そこで、今回は農地の塩害対策についてご紹介しましょう。

  1. 塩害とは?
  2. 塩害対策の方法
  3. 塩害対策としての水耕栽培
  4. 塩害やその対策に関するよくある質問

この記事を読めば、塩害が発生した場合の対策方法も分かります。塩害対策について詳しく知りたいという方は、ぜひ読んでみてくださいね。

1.塩害とは?

塩害とは、主に海水が原因で地中の塩分濃度が上昇することによって発生するものです。通常、海水が農地に入ることはありません。しかし、台風・高波・津波による農地への冠水が起こった場合、水が引いた後で塩害が発生することがあります。

また、プランターや植木鉢など少量の土で植物を育てている場合、塩分を含んだ風でも塩害が起こることもあるでしょう。

1-1.塩害の被害について

土中に塩分が増えると、土中溶液(水や液体肥料など)の浸透圧が増加して農作物の根の給水機能が低下したり、植物の根や茎に蓄えられている水分が土中に流失してしまいます。

また、土壌が荒く硬くなり、排水機能が低下して根腐れを起こしやすくもなるでしょう。塩害が発生すると育成中の農作物が枯死したり、根腐れを起こしたりします。

1-2.日本で発生している塩害について

塩害は世界中で発生している農地の問題です。日本では、前述したように2011年に発生した東日本大震災の津波被害により、2万haもの農地が塩害の被害に遭いました。その復旧作業は、現在も続いています。

また、地盤沈下が起こると海を埋め立てた土地の場合は地下水に海水が混じり、庭木などに塩害の被害が起こることもあるでしょう。

2.塩害対策の方法

この項では、塩害の予防方法や対策方法をご紹介します。どのような対策をすれば、塩害を防げたり解消したりできるのでしょうか?

2-1.塩害を予防する方法

塩害は、農地だけでに被害が出るものではありません。塩分は金属を腐食させたりコンクリートを劣化させたりもします。そのため、海岸から200m~500m以内を重塩害地域、海岸から2km以内を塩害地域に指定して、建物や金属製品に防腐処置や防サビ処置を行うのが一般的です。また、屋内に入れられるものは可能な限り屋内に保管しておくと、塩害の被害を予防することができます。

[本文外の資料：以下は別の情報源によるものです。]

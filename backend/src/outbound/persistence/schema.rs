//! Diesel table definitions for the PostgreSQL schema.
//!
//! These definitions must match the embedded migrations exactly. Regenerate
//! with `diesel print-schema` after changing a migration.

diesel::table! {
    /// Application profiles, one per authenticated account.
    users (id) {
        id -> Int8,
        /// Identity issued by the login provider.
        account_id -> Uuid,
        first_name -> Varchar,
        last_name -> Varchar,
        user_email -> Varchar,
        created_at -> Timestamptz,
    }
}

diesel::table! {
    /// Admin set: a row grants privilege to the referenced profile.
    admins (user_id) {
        user_id -> Int8,
        granted_at -> Timestamptz,
    }
}

diesel::table! {
    /// Suggested and approved caches. `valid` is false while pending review.
    caches (id) {
        id -> Int8,
        cache_name -> Varchar,
        lat -> Float8,
        long -> Float8,
        description -> Text,
        hint -> Text,
        author -> Int8,
        creation_date -> Timestamptz,
        difficulty -> Int2,
        terrain -> Int2,
        size -> Int2,
        valid -> Bool,
    }
}

diesel::table! {
    /// Append-only discovery logs.
    logs (id) {
        id -> Int8,
        logger -> Int8,
        cache -> Int8,
        discover_date -> Timestamptz,
    }
}

diesel::table! {
    /// Unique (profile, cache) bookmark pairs.
    bookmarks (id) {
        id -> Int8,
        user_id -> Int8,
        cache_id -> Int8,
        created_at -> Timestamptz,
    }
}

diesel::joinable!(admins -> users (user_id));
diesel::joinable!(caches -> users (author));
diesel::joinable!(logs -> caches (cache));
diesel::joinable!(bookmarks -> caches (cache_id));

diesel::allow_tables_to_appear_in_same_query!(admins, bookmarks, caches, logs, users);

農地の場合は、高潮や台風・津波の被害を防ぐために堤防を作って冠水を防いでいる地域が多いでしょう。また、塩害に弱い作物はビニールハウスの中で栽培する方法が取られているところもあります。

2-2.農地で塩害が発生した場合の対処方法

高潮や台風・津波などで農地に海水が浸食した場合、石灰を原料とする土壌改良資材を投入したうえで、農地に真水を入れて塩分を洗い流します。塩分濃度が高い場合は、農地の表面を入れ替えることもあるでしょう。塩分を洗い流し終わったら、排水設備を整備して真水を排水して終了です。

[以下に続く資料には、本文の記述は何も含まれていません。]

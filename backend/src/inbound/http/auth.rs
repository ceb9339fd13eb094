//! Landing page, login and logout.
//!
//! ```text
//! GET  /
//! POST /login {"username":"admin","password":"password"}
//! POST /logout
//! ```

use actix_web::{HttpResponse, get, post, web};
use serde::{Deserialize, Serialize};
use tracing::info;
use utoipa::ToSchema;

use crate::domain::{ApiResult, Error, LoginCredentials, Viewer};
use crate::inbound::http::cache_control::private_no_cache_header;
use crate::inbound::http::dto::LoginRequest;
use crate::inbound::http::pages::see_other;
use crate::inbound::http::session::SessionContext;
use crate::inbound::http::state::HttpState;
use crate::inbound::http::url_signer::UrlSigner;

/// Landing page bootstrap for callers without a profile.
#[derive(Debug, Serialize, Deserialize, ToSchema)]
pub struct LandingPage {
    /// Login endpoint.
    pub login_url: String,
    /// Signed profile registration endpoint.
    pub add_user_url: String,
    /// Whether the caller is logged in (but not yet registered).
    pub logged_in: bool,
}

/// Result of a successful login.
#[derive(Debug, Serialize, Deserialize, ToSchema)]
pub struct LoginResponse {
    /// Whether the account already has a profile.
    pub registered: bool,
    /// Where the client should go next.
    pub next: String,
}

/// Landing page; registered callers are sent to `/map`.
#[utoipa::path(
    get,
    path = "/",
    responses(
        (status = 200, description = "Landing bootstrap", body = LandingPage),
        (status = 303, description = "Registered caller; redirect to /map")
    ),
    tags = ["pages"],
    operation_id = "index",
    security([])
)]
#[get("/")]
pub async fn index(
    state: web::Data<HttpState>,
    signer: web::Data<UrlSigner>,
    session: SessionContext,
) -> ApiResult<HttpResponse> {
    let viewer = state.viewer(&session).await?;
    if viewer != Viewer::Anonymous {
        return Ok(see_other("/map"));
    }
    let body = LandingPage {
        login_url: "/login".to_owned(),
        add_user_url: signer.signed_url(&session, "/add_user")?,
        logged_in: session.account_id()?.is_some(),
    };
    Ok(HttpResponse::Ok()
        .insert_header(private_no_cache_header())
        .json(body))
}

/// Authenticate and start a session.
#[utoipa::path(
    post,
    path = "/login",
    request_body = LoginRequest,
    responses(
        (status = 200, description = "Logged in", body = LoginResponse,
            headers(("Set-Cookie" = String, description = "Session cookie"))),
        (status = 400, description = "Blank username or password", body = Error),
        (status = 401, description = "Invalid credentials", body = Error)
    ),
    tags = ["auth"],
    operation_id = "login",
    security([])
)]
#[post("/login")]
pub async fn login(
    state: web::Data<HttpState>,
    session: SessionContext,
    payload: web::Json<LoginRequest>,
) -> ApiResult<web::Json<LoginResponse>> {
    let credentials = LoginCredentials::try_from(payload.into_inner())?;
    let account = state.login.authenticate(&credentials).await?;
    session.persist_account(&account)?;
    let registered = state.profiles.profile_for_account(&account).await?.is_some();
    info!(%account, registered, "login succeeded");
    Ok(web::Json(LoginResponse {
        registered,
        next: if registered { "/map" } else { "/" }.to_owned(),
    }))
}

/// End the session; signed URLs issued to it stop verifying.
#[utoipa::path(
    post,
    path = "/logout",
    responses((status = 303, description = "Logged out; redirect to /")),
    tags = ["auth"],
    operation_id = "logout",
    security([])
)]
#[post("/logout")]
pub async fn logout(session: SessionContext) -> HttpResponse {
    session.purge();
    see_other("/")
}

排水設備を作る余裕がなかったり一刻も早く農業を再開したかったりする場合は、耐塩性の植物を栽培する研究も進められています。現在、東北大学大学院が耐塩性のアブラナ科植物の栽培体系を確立し、収穫した植物からなたね油を取ってバイオディーゼル燃料を作り出す方法を試験的に行っている最中です。

3.塩害対策としての水耕栽培

この項では、塩害対策としての水耕栽培について解説します。土壌改良に比べるとどのようなメリットがあるのでしょうか?

3-1.水耕栽培とは?

水耕栽培とは、肥料を溶かした水溶液で植物を栽培する方法です。土壌を使わないので、室内でも大規模な野菜栽培を行うことができます。
また、水耕栽培を室内で行うことで、天候や病害虫に悩まされることなく農業をすることも可能です。無農薬栽培を土壌栽培で行うには大変ですが、水耕栽培ならば少人数で行うことができるでしょう。

3-2.塩害対策としての水耕栽培

前述したように、塩害を受けた農地を元通りにするまでには時間も費用もかかります。塩害を受けた土地に水耕栽培を行う建物を建てれば、建物が完成し次第農業を再開することができるでしょう。費用も、農地を元通りにする費用よりも安くすむこともあります。

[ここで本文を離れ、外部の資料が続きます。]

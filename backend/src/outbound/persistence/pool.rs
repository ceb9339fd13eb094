//! Connection pool shared by the Diesel repositories.
//!
//! Wraps a `bb8` pool of `diesel-async` PostgreSQL connections. Checkout
//! respects the configured timeout and failures surface as [`PoolError`],
//! which each repository maps to its port's `Connection` variant.

use std::time::Duration;

use diesel_async::pooled_connection::bb8::{Pool, PooledConnection};
use diesel_async::pooled_connection::AsyncDieselConnectionManager;
use diesel_async::AsyncPgConnection;

/// Errors that can occur during pool operations.
#[derive(Debug, Clone, PartialEq, Eq, thiserror::Error)]
pub enum PoolError {
    /// Failed to check out a connection from the pool.
    #[error("failed to get connection from pool: {message}")]
    Checkout { message: String },

    /// Failed to build the connection pool.
    #[error("failed to build connection pool: {message}")]
    Build { message: String },
}

impl PoolError {
    /// Create a checkout error with the given message.
    pub fn checkout(message: impl Into<String>) -> Self {
        Self::Checkout {
            message: message.into(),
        }
    }

    /// Create a build error with the given message.
    pub fn build(message: impl Into<String>) -> Self {
        Self::Build {
            message: message.into(),
        }
    }
}

/// Pool sizing and timeouts.
///
/// # Examples
///
/// ```
/// use std::time::Duration;
/// use geocache::outbound::persistence::PoolConfig;
///
/// let config = PoolConfig::new("postgres://localhost/geocache")
///     .with_max_size(4)
///     .with_connection_timeout(Duration::from_secs(5));
/// assert_eq!(config.max_size(), 4);
/// ```
#[derive(Debug, Clone)]
pub struct PoolConfig {
    database_url: String,
    max_size: u32,
    min_idle: Option<u32>,
    connection_timeout: Duration,
}

impl PoolConfig {
    /// Create a new configuration with the given database URL.
    ///
    /// Uses sensible defaults:
    /// - `max_size`: 10 connections
    /// - `min_idle`: 2 connections
    /// - `connection_timeout`: 30 seconds
    pub fn new(database_url: impl Into<String>) -> Self {
        Self {
            database_url: database_url.into(),
            max_size: 10,
            min_idle: Some(2),
            connection_timeout: Duration::from_secs(30),
        }
    }

    /// Set the maximum number of connections in the pool.
    pub fn with_max_size(mut self, max_size: u32) -> Self {
        self.max_size = max_size;
        self
    }

    /// Set the minimum number of idle connections to maintain.
    pub fn with_min_idle(mut self, min_idle: Option<u32>) -> Self {
        self.min_idle = min_idle;
        self
    }

    /// Set the connection checkout timeout.
    pub fn with_connection_timeout(mut self, timeout: Duration) -> Self {
        self.connection_timeout = timeout;
        self
    }

    /// Database URL the pool connects to.
    pub fn database_url(&self) -> &str {
        &self.database_url
    }

    /// Maximum number of pooled connections.
    pub fn max_size(&self) -> u32 {
        self.max_size
    }
}

/// Cloneable handle to the PostgreSQL pool.
#[derive(Clone)]
pub struct DbPool {
    inner: Pool<AsyncPgConnection>,
}

impl DbPool {
    /// Build the pool, opening `min_idle` connections eagerly.
    ///
    /// # Errors
    ///
    /// Returns [`PoolError::Build`] when the URL is invalid or the database
    /// refuses the initial connections.
    pub async fn new(config: PoolConfig) -> Result<Self, PoolError> {
        let manager = AsyncDieselConnectionManager::<AsyncPgConnection>::new(&config.database_url);

        let pool = Pool::builder()
            .max_size(config.max_size)
            .min_idle(config.min_idle)
            .connection_timeout(config.connection_timeout)
            .build(manager)
            .await
            .map_err(|err| PoolError::build(err.to_string()))?;

        Ok(Self { inner: pool })
    }

    /// Check out a connection.
    ///
    /// # Errors
    ///
    /// Returns [`PoolError::Checkout`] when no connection frees up within the
    /// configured timeout.
    pub async fn get(
        &self,
    ) -> Result<PooledConnection<'_, AsyncPgConnection>, PoolError> {
        self.inner
            .get()
            .await
            .map_err(|err| PoolError::checkout(err.to_string()))
    }
}

#[cfg(test)]
mod tests {
    use super::*;
    use rstest::rstest;

    #[rstest]
    fn defaults_suit_a_small_service() {
        let config = PoolConfig::new("postgres://localhost/geocache");

        assert_eq!(config.database_url(), "postgres://localhost/geocache");
        assert_eq!(config.max_size(), 10);
        assert_eq!(config.min_idle, Some(2));
        assert_eq!(config.connection_timeout, Duration::from_secs(30));
    }

    #[rstest]
    fn builder_overrides_defaults() {
        let config = PoolConfig::new("postgres://localhost/geocache")
            .with_max_size(3)
            .with_min_idle(None)
            .with_connection_timeout(Duration::from_secs(2));

        assert_eq!(config.max_size(), 3);
        assert_eq!(config.min_idle, None);
        assert_eq!(config.connection_timeout, Duration::from_secs(2));
    }
}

また、水耕栽培は土壌栽培よりも場所を使わずに、大規模に農作物を栽培することが可能です。ですから、今まで使っていた農地を離れて都市部に近い場所で農業を続けることもできます。

3-3.水耕栽培のメリット・デメリット

水耕栽培は、前述したように天候に関係なく1年を通して安定した収穫が行えます。また、建物内で栽培しますので、露地栽培のように汚れがつくこともありません。収穫した後は洗わずに食べることができるため、外食産業は重宝するでしょう。実際、復興事業として多くの外食産業が東北で水耕栽培に参入してきています。

その一方で、水耕栽培は水道代や電気代がかかるため、露地栽培の野菜に比べると高価になりがちです。さらに、現在の技術では栽培可能で採算が取れる野菜は、レタスなどのごく一部に限られています。

3-4.水耕栽培を導入する方法

水耕栽培を大規模に行いたい場合は、水耕栽培どっとネットのような専門業者を利用するのがおすすめです。新たな建物を建てなくても、倉庫などを利用して水耕栽培を始めることもできます。

個人で水耕栽培を行いたい場合も、必要な道具がすべてセットになったキットが販売されていますので便利です。「家庭菜園を始めたいけれど、土の始末などが面倒」という方は利用してみましょう。食育や夏休みの自由研究にも利用できます。水やりをする必要もないので、留守がちなお宅でも問題ありません。

4.塩害やその対策に関するよくある質問

Q.海から離れた場所でも塩害が起こることはありますか?
A.埋立地の場合は、地下水に海水が混じって塩害が発生することもあるでしょう。

Q.塩害が発生した場合、自治体から補助金などがでることはありますか?
A.津波など大規模災害が発生した場合は、自治体が主体となって復旧を行うこともあるでしょう。

Q.水耕栽培を始めたいのですが、大規模に行う場合は費用はどれくらいかかるものですか?
A.一から建物を作った場合は、億単位の費用がかかります。ビニールハウスを作るようにはいかないので、業者とよく相談しましょう。

Q.家庭用の栽培キットは、どのようなものが栽培できますか?
A.リーフレタスやハーブなどが栽培可能です。

Q.水耕栽培に必要なものを自分で作ることはできますか?
A.はい。自作している方もいます。

おわりに

いかがでしたか? 今回は、塩害とその対策についてご紹介しました。塩害は一度発生すると復旧するまでに時間と費用がかかるので、予防が大切です。現在、東北の主な自治体では水耕栽培を行う農家には補助金などを出し、普及に力を入れています。

今のところ、水耕栽培されている作物はレタスなど一部の葉物野菜に限られていますが、技術が進歩すればもっと多くの野菜が栽培できるようになるでしょう。そうなれば、塩害が発生する可能性のある農地は、徐々に水耕栽培を行う屋内型農業に切り替わっていくかもしれません。